Quite! I thought it was something to do with Star Trek! 😳

Baggyeye · 19/05/2022 14:28

@Lndnmummy agree with your comment - even if the parents are more lax on SM that the OP I doubt they would be laughing or dismissive about rape or prostitution. You might find the odd parent who doesn't give a damn but most would.

10HailMarys · 19/05/2022 16:03

For those wondering, the mature things being discussed were sex, rape, sexual assault and prostitution

I definitely knew about all those things at the age of 10, and I went to a nice little primary school in a decent area.

You are absolutely kidding yourself if you think that a) your child's school can/should do anything about this and b) your daughter won't encounter conversations about these things at another school. Of course she will. There will be other parents at every school who have different parenting styles to yours. You're not going to stop her from hearing about bad things by moving her to a new school. She's 10. In a year's time she'll be old enough for secondary school and will be surrounded by older teenagers every day.

A 10-year-old should know what sex is. Girls can be having periods at 10. And a 10-year-old should also know what rape and sexual assault are, because they should be equipped to understand what consent and boundaries are what behaviours are and aren't OK. I completely understand why you want to preserve her innocence but ultimately it will make her more vulnerable. It would have been better for you to discuss these things with her in a safe and age-appropriate way than have her finding out about sex from her mates on Tik Tok.

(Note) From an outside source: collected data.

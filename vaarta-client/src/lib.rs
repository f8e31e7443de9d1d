mod engine;
mod media;
mod negotiation;
mod transport;

pub use engine::*;
pub use media::*;
pub use negotiation::*;
pub use transport::*;
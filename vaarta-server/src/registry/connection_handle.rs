use tokio::sync::mpsc;
use vaarta_core::{ParticipantId, SignalMessage};

/// Sending half of one participant's socket. Frames queued here are written
/// to the socket in order by the connection's send task.
#[derive(Debug, Clone)]
pub struct ConnectionHandle {
    participant_id: ParticipantId,
    tx: mpsc::UnboundedSender<SignalMessage>,
}

impl ConnectionHandle {
    pub fn new(participant_id: ParticipantId, tx: mpsc::UnboundedSender<SignalMessage>) -> Self {
        Self { participant_id, tx }
    }

    pub fn participant_id(&self) -> ParticipantId {
        self.participant_id
    }

    /// Returns `false` if the socket's send task is already gone.
    pub fn send(&self, msg: SignalMessage) -> bool {
        self.tx.send(msg).is_ok()
    }
}
pub mod error;
pub mod model;

pub use error::{ErrorKind, SignalError};
pub use model::*;
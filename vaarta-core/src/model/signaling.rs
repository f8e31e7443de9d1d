use crate::error::ErrorKind;
use crate::model::participant::{MemberInfo, ParticipantId};
use crate::model::room::RoomId;
use crate::model::session::{IceCandidate, SessionDescription};
use serde::{Deserialize, Serialize};

#[derive(Debug, Clone, PartialEq, Eq, Serialize, Deserialize)]
#[serde(rename_all = "camelCase")]
pub struct IceServerConfig {
    pub urls: Vec<String>,
    #[serde(default, skip_serializing_if = "Option::is_none")]
    pub username: Option<String>,
    #[serde(default, skip_serializing_if = "Option::is_none")]
    pub credential: Option<String>,
}

impl IceServerConfig {
    pub fn stun(url: impl Into<String>) -> Self {
        Self {
            urls: vec![url.into()],
            username: None,
            credential: None,
        }
    }

    pub fn turn(
        url: impl Into<String>,
        username: impl Into<String>,
        credential: impl Into<String>,
    ) -> Self {
        Self {
            urls: vec![url.into()],
            username: Some(username.into()),
            credential: Some(credential.into()),
        }
    }

    /// `turn:` and `turns:` URLs need credentials.
    pub fn is_turn(url: &str) -> bool {
        url.starts_with("turn:") || url.starts_with("turns:")
    }
}

/// Every frame carried over the signaling socket, in both directions.
///
/// Encoded as `{"event": "<name>", "data": {...}}`.
#[derive(Debug, Clone, PartialEq, Serialize, Deserialize)]
#[serde(tag = "event", content = "data", rename_all_fields = "camelCase")]
pub enum SignalMessage {
    #[serde(rename = "session:welcome")]
    Welcome { participant_id: ParticipantId },

    #[serde(rename = "ice:config")]
    IceConfig { ice_servers: Vec<IceServerConfig> },

    /// Sent by a client to enter a room. The relay answers the joiner with the
    /// same event, its assigned id and the roster as it was before the join.
    #[serde(rename = "room:join")]
    RoomJoin {
        room_id: RoomId,
        #[serde(default, skip_serializing_if = "Option::is_none")]
        participant_id: Option<ParticipantId>,
        display_label: String,
        #[serde(default)]
        roster: Vec<MemberInfo>,
    },

    #[serde(rename = "room:leave")]
    RoomLeave {},

    #[serde(rename = "member:joined")]
    MemberJoined {
        participant_id: ParticipantId,
        display_label: String,
    },

    #[serde(rename = "member:left")]
    MemberLeft {
        participant_id: ParticipantId,
        display_label: String,
    },

    #[serde(rename = "call:offer")]
    CallOffer {
        to: ParticipantId,
        from: ParticipantId,
        offer: SessionDescription,
    },

    #[serde(rename = "call:answer")]
    CallAnswer {
        to: ParticipantId,
        from: ParticipantId,
        answer: SessionDescription,
    },

    #[serde(rename = "ice:candidate")]
    IceCandidate {
        to: ParticipantId,
        from: ParticipantId,
        candidate: IceCandidate,
    },

    #[serde(rename = "renego:offer")]
    RenegoOffer {
        to: ParticipantId,
        from: ParticipantId,
        description: SessionDescription,
    },

    #[serde(rename = "renego:answer")]
    RenegoAnswer {
        to: ParticipantId,
        from: ParticipantId,
        description: SessionDescription,
    },

    #[serde(rename = "chat:message")]
    ChatMessage {
        to: ParticipantId,
        from: ParticipantId,
        text: String,
    },

    #[serde(rename = "error")]
    Error {
        kind: ErrorKind,
        message: String,
        #[serde(default, skip_serializing_if = "Option::is_none")]
        peer: Option<ParticipantId>,
    },
}

impl SignalMessage {
    /// Wire name of the event, for logging.
    pub fn event_name(&self) -> &'static str {
        match self {
            Self::Welcome { .. } => "session:welcome",
            Self::IceConfig { .. } => "ice:config",
            Self::RoomJoin { .. } => "room:join",
            Self::RoomLeave {} => "room:leave",
            Self::MemberJoined { .. } => "member:joined",
            Self::MemberLeft { .. } => "member:left",
            Self::CallOffer { .. } => "call:offer",
            Self::CallAnswer { .. } => "call:answer",
            Self::IceCandidate { .. } => "ice:candidate",
            Self::RenegoOffer { .. } => "renego:offer",
            Self::RenegoAnswer { .. } => "renego:answer",
            Self::ChatMessage { .. } => "chat:message",
            Self::Error { .. } => "error",
        }
    }

    pub fn to_json(&self) -> serde_json::Result<String> {
        serde_json::to_string(self)
    }

    pub fn from_json(text: &str) -> serde_json::Result<Self> {
        serde_json::from_str(text)
    }
}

10HailMarys · 19/05/2022 16:05

.that definitely isn’t the case amongst 10 year olds round here

They just don't tell you about it.

Horst · 19/05/2022 16:14

I think it 100% depends on how these where being discussed. You do no 10 years olds can be raped and sexually assaulted right? Some little girls are also sold off into prostitution.

some 10 years old have periods which means they could get pregnant from those very things. They are also Learning sex Ed at school which will cover parts as well.

Lavenderlast · 19/05/2022 16:30

I think it depends on the details OP. If she’s friends with a nasty crowd who are showing her upsetting videos about rape and prostitution and there are ‘nicer’ schools in your area, maybe consider a move.

At age ten she’s old enough to know in a very vague sense that rape and prostitution exist, but way too young to be watching sexual content - and she doesn’t ever have to do that. People accept the sexualisation very easily but you don’t have to.

Many posters are insisting that this happens at every school. Perhaps true at secondary level but certainly not at primary level.

How is she actually seeing this stuff? Presumably the kids don’t have phones at breaktime at primary school? So maybe just decline playdates at the homes of the nasty kids and don’t let them have internet access if they come to yours.